─── Records provided
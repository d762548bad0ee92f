//! Distance and angle primitives over normalized landmarks.

use super::landmark::Landmark;

/// Euclidean distance between two landmarks.
#[must_use]
pub fn distance(p1: &Landmark, p2: &Landmark) -> f64 {
    (p1.x - p2.x).hypot(p1.y - p2.y)
}

/// Unsigned angle at `b`, in degrees, between rays `b -> a` and `b -> c`.
///
/// Always in `[0, 180]`. Coincident points are not special-cased: the
/// result is then whatever `atan2(0, 0)` yields, which is finite.
#[must_use]
pub fn angle(a: &Landmark, b: &Landmark, c: &Landmark) -> f64 {
    let radians = (c.y - b.y).atan2(c.x - b.x) - (a.y - b.y).atan2(a.x - b.x);
    let degrees = radians.to_degrees().abs();
    if degrees <= 180.0 {
        degrees
    } else {
        360.0 - degrees
    }
}
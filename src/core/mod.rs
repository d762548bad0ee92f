//! Core engine types: landmarks, geometry, RNG, clock, configuration.
//!
//! This module contains the building blocks shared by the pose matchers
//! and the game session. Nothing here knows about specific poses.

pub mod clock;
pub mod config;
pub mod error;
pub mod geometry;
pub mod landmark;
pub mod rng;

pub use clock::{Clock, ManualClock, MonotonicClock};
pub use config::{GameConfig, TimeLimits, MAX_POSE_SCORE};
pub use error::{ConfigError, LandmarkError};
pub use geometry::{angle, distance};
pub use landmark::{Landmark, LandmarkId, LandmarkSet, LANDMARK_COUNT};
pub use rng::GameRng;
──────
Activity | The word "angle" appears in some lines of the data. Copy every one of those lines.

Answer box |
//! Distance and angle primitives over normalized landmarks.
/// Unsigned angle at `b`, in degrees, between rays `b -> a` and `b -> c`.
pub fn angle(a: &Landmark, b: &Landmark, c: &Landmark) -> f64 {
pub use geometry::{angle, distance};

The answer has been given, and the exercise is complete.